Razorlight's 2006 hit America turned the band into a 'pop group', says Andy Burrows

Razorlight's 2006 hit America turned the band into a 'pop group', says Andy Burrows

Former Razorlight drummer Andy Burrows has told Music Week that his former band’s 2006 hit America marked the moment “an indie band became a pop group”.

Speaking in the latest issue of Music Week, out now, Burrows said the song – which has sold 600,251 copies to date, according to the Official Charts Company – was “a rare, wonderful little moment where we all came together as a band, and Johnny [Borrell, frontman] as co-writers.”

Burrows, who is currently making his fifth solo album and recently inked a publishing deal with Warner/Chappell, told Music Week that Razorlight’s A&R and publisher (Sony/ATV) were “excited” about the track from its initial demo stage.

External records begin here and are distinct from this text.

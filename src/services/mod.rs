pub mod email_service;
pub mod expiry_service;
pub mod file_service;
pub mod jwt_service;
pub mod lifecycle_service;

“Even though it was blatantly just an idea, there was something special about it,” Burrows said. “I hadn’t had something like that before, I felt confident to show Johnny, which was quite scary. At that point, he was this guy who’d written a marvellous album [Up All Night] that everyone thought was the coolest thing, and I’d come up with this poppy thing that was perhaps 100% wrong for what he was trying to achieve.”

Subscribers can read Burrows’ full Hitmakers interview here.

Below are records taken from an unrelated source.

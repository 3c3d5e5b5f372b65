//! Controller de vehículos
//!
//! CRUD de la flota. La unicidad de patente y VIN se verifica contra el
//! store antes de escribir; los duplicados responden 400.

use axum::http::StatusCode;
use axum::Json;
use chrono::Utc;
use serde_json::{json, Value};
use tracing::info;
use validator::Validate;

use crate::dto::vehicle_dto::{CreateVehicleRequest, UpdateVehicleRequest, VehicleEnvelope};
use crate::models::{Vehicle, VehicleStatus};
use crate::repositories::WriteBatch;
use crate::state::AppState;
use crate::utils::errors::{not_found_error, AppError, AppResult};

pub struct VehicleController {
    state: AppState,
}

impl VehicleController {
    pub fn new(state: AppState) -> Self {
        Self { state }
    }

    pub async fn list(&self) -> AppResult<Json<Vec<Vehicle>>> {
        let vehicles = self.state.store.vehicles().await?;
        Ok(Json(vehicles))
    }

    pub async fn get(&self, id: i64) -> AppResult<Json<Vehicle>> {
        let vehicle = self
            .state
            .store
            .vehicle(id)
            .await?
            .ok_or_else(|| not_found_error("Vehicle"))?;
        Ok(Json(vehicle))
    }

    pub async fn create(
        &self,
        request: CreateVehicleRequest,
    ) -> AppResult<(StatusCode, Json<VehicleEnvelope>)> {
        request.validate()?;
        self.check_uniqueness(&request.license_plate, &request.vin, None)
            .await?;

        let now = Utc::now();
        let vehicle = Vehicle {
            id: self.state.ids.next_id(),
            make: request.make,
            model: request.model,
            year: request.year,
            license_plate: request.license_plate,
            vin: request.vin,
            color: request.color.unwrap_or_default(),
            vehicle_type: request.vehicle_type.unwrap_or_default(),
            fuel_type: request.fuel_type.unwrap_or_default(),
            transmission: request.transmission.unwrap_or_default(),
            owner_name: request.owner_name.unwrap_or_default(),
            next_service_date: request.next_service_date,
            bond_amount: request.bond_amount.unwrap_or(0),
            rent_per_week: request.rent_per_week.unwrap_or(0),
            current_mileage: request.current_mileage.unwrap_or(0),
            odo_meter: request.odo_meter.unwrap_or(0),
            status: request.status.unwrap_or(VehicleStatus::Available),
            assigned_driver_id: None,
            photo_url: request.photo_url,
            documents: Vec::new(),
            created_at: now,
            updated_at: now,
        };

        self.state
            .store
            .commit(WriteBatch::default().vehicle(vehicle.clone()))
            .await?;
        info!("🚗 Vehicle created: {} ({})", vehicle.display_name(), vehicle.id);

        Ok((
            StatusCode::CREATED,
            Json(VehicleEnvelope {
                message: "Vehicle created successfully".to_string(),
                vehicle,
            }),
        ))
    }

    pub async fn update(
        &self,
        id: i64,
        request: UpdateVehicleRequest,
    ) -> AppResult<Json<VehicleEnvelope>> {
        request.validate()?;
        let mut vehicle = self
            .state
            .store
            .vehicle(id)
            .await?
            .ok_or_else(|| not_found_error("Vehicle"))?;
        self.check_uniqueness(&request.license_plate, &request.vin, Some(id))
            .await?;

        vehicle.make = request.make;
        vehicle.model = request.model;
        vehicle.year = request.year;
        vehicle.license_plate = request.license_plate;
        vehicle.vin = request.vin;
        if let Some(color) = request.color {
            vehicle.color = color;
        }
        if let Some(vehicle_type) = request.vehicle_type {
            vehicle.vehicle_type = vehicle_type;
        }
        if let Some(fuel_type) = request.fuel_type {
            vehicle.fuel_type = fuel_type;
        }
        if let Some(transmission) = request.transmission {
            vehicle.transmission = transmission;
        }
        if let Some(owner_name) = request.owner_name {
            vehicle.owner_name = owner_name;
        }
        if let Some(next_service_date) = request.next_service_date {
            vehicle.next_service_date = Some(next_service_date);
        }
        if let Some(bond_amount) = request.bond_amount {
            vehicle.bond_amount = bond_amount;
        }
        if let Some(rent_per_week) = request.rent_per_week {
            vehicle.rent_per_week = rent_per_week;
        }
        if let Some(current_mileage) = request.current_mileage {
            vehicle.current_mileage = current_mileage;
        }
        if let Some(odo_meter) = request.odo_meter {
            vehicle.odo_meter = odo_meter;
        }
        if let Some(status) = request.status {
            vehicle.status = status;
        }
        if let Some(photo_url) = request.photo_url {
            vehicle.photo_url = Some(photo_url);
        }
        vehicle.touch();

        self.state
            .store
            .commit(WriteBatch::default().vehicle(vehicle.clone()))
            .await?;

        Ok(Json(VehicleEnvelope {
            message: "Vehicle updated successfully".to_string(),
            vehicle,
        }))
    }

    pub async fn delete(&self, id: i64) -> AppResult<Json<Value>> {
        let vehicle = self
            .state
            .store
            .vehicle(id)
            .await?
            .ok_or_else(|| not_found_error("Vehicle"))?;

        // Si un conductor tenía este vehículo seleccionado, la referencia se
        // limpia en el mismo commit para no dejarla colgando.
        let mut batch = WriteBatch::default().delete_vehicle(id);
        for mut driver in self.state.store.drivers().await? {
            if driver.selected_vehicle_id == Some(id) {
                driver.selected_vehicle_id = None;
                driver.touch();
                batch = batch.driver(driver);
            }
        }
        self.state.store.commit(batch).await?;
        info!("🗑️ Vehicle deleted: {} ({})", vehicle.display_name(), id);

        Ok(Json(json!({ "message": "Vehicle deleted successfully" })))
    }

    async fn check_uniqueness(
        &self,
        license_plate: &str,
        vin: &str,
        exclude_id: Option<i64>,
    ) -> AppResult<()> {
        let vehicles = self.state.store.vehicles().await?;
        let duplicate = vehicles.iter().any(|v| {
            Some(v.id) != exclude_id
                && (v.license_plate.eq_ignore_ascii_case(license_plate)
                    || v.vin.eq_ignore_ascii_case(vin))
        });
        if duplicate {
            return Err(AppError::Conflict(
                "Vehicle with this license plate or VIN already exists".to_string(),
            ));
        }
        Ok(())
    }
}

Burrows, who was nominated for a BAFTA for his work on The Snowman And The Snowdog, is also collaborating with long-term musical partner Tom Odell.

America was included on Razorlight’s self-titled second album. The group’s biggest-selling release, it has shifted 1,537,746 copies to date. Debut Up All Night has sold 1,015,950.



For more stories like this, and to keep up to date with all our market leading news, features and analysis, sign up to receive our daily Morning Briefing newsletter

subscribe link free-trial link

follow us...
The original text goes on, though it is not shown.